How many lines of the records below contain the word "OpenAiCompatProvider"? Answer with the number alone.

§ §

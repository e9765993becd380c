//! Provider router — selects the completion backend for a planning run.
//!
//! The API settings may change between runs (UI edits, presets, character
//! overrides), so selection happens per run from the resolved settings.

use std::sync::Arc;
use plotmaster_config::{ApiMode, ApiSettings};
use plotmaster_core::error::ProviderError;
use plotmaster_core::provider::Provider;
use crate::openai_compat::OpenAiCompatProvider;

/// Routes planning requests to the correct provider.
#[derive(Default, Clone)]
pub struct ProviderRouter {
    /// The host's own generation backend, used in `tavern` mode
    host: Option<Arc<dyn Provider>>,

    /// A fixed provider that wins over any settings-based choice
    fixed: Option<Arc<dyn Provider>>,
}

impl ProviderRouter {
    pub fn new() -> Self {
        Self::default()
    }

    /// Register the host's built-in generation backend.
    pub fn with_host(mut self, provider: Arc<dyn Provider>) -> Self {
        self.host = Some(provider);
        self
    }

    /// Always answer with `provider`, regardless of settings.
    pub fn with_fixed(mut self, provider: Arc<dyn Provider>) -> Self {
        self.fixed = Some(provider);
        self
    }

    /// Pick the provider for these settings.
    pub fn select(&self, api: &ApiSettings) -> Result<Arc<dyn Provider>, ProviderError> {
        if let Some(fixed) = &self.fixed {
            return Ok(fixed.clone());
        }

        match api.api_mode {
            ApiMode::Tavern => self.host.clone().ok_or_else(|| {
                ProviderError::NotConfigured("tavern mode selected but no host backend is registered".into())
            }),
            ApiMode::OpenAi => {
                if api.api_url.trim().is_empty() {
                    return Err(ProviderError::NotConfigured("apiUrl is empty".into()));
                }
                Ok(Arc::new(OpenAiCompatProvider::new(
                    "openai",
                    &api.api_url,
                    api.api_key.clone().unwrap_or_default(),
                )))
            }
        }
    }
}

#[cfg(test)]
mod tests {
    use super::*;
    use async_trait::async_trait;
    use plotmaster_core::message::Message;
    use plotmaster_core::provider::{ProviderRequest, ProviderResponse};

    struct Named(&'static str);

    #[async_trait]
    impl Provider for Named {
        fn name(&self) -> &str {
            self.0
        }

        async fn complete(&self, _request: ProviderRequest) -> Result<ProviderResponse, ProviderError> {
            Ok(ProviderResponse {
                message: Message::assistant(self.0),
                usage: None,
                model: "mock".into(),
                metadata: serde_json::Map::new(),
            })
        }
    }

    #[test]
    fn openai_mode_requires_url() {
        let router = ProviderRouter::new();
        let mut api = ApiSettings::default();
        assert!(matches!(router.select(&api), Err(ProviderError::NotConfigured(_))));

        api.api_url = "http://localhost:5000/v1".into();
        assert_eq!(router.select(&api).unwrap().name(), "openai");
    }

    #[test]
    fn tavern_mode_uses_host_backend() {
        let mut api = ApiSettings::default();
        api.api_mode = ApiMode::Tavern;

        assert!(ProviderRouter::new().select(&api).is_err());

        let router = ProviderRouter::new().with_host(Arc::new(Named("tavern")));
        assert_eq!(router.select(&api).unwrap().name(), "tavern");
    }

    #[test]
    fn fixed_provider_wins() {
        let router = ProviderRouter::new()
            .with_host(Arc::new(Named("tavern")))
            .with_fixed(Arc::new(Named("fixed")));
        let mut api = ApiSettings::default();
        api.api_mode = ApiMode::Tavern;
        assert_eq!(router.select(&api).unwrap().name(), "fixed");
    }
}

§ §

- RESPONSE AREA
2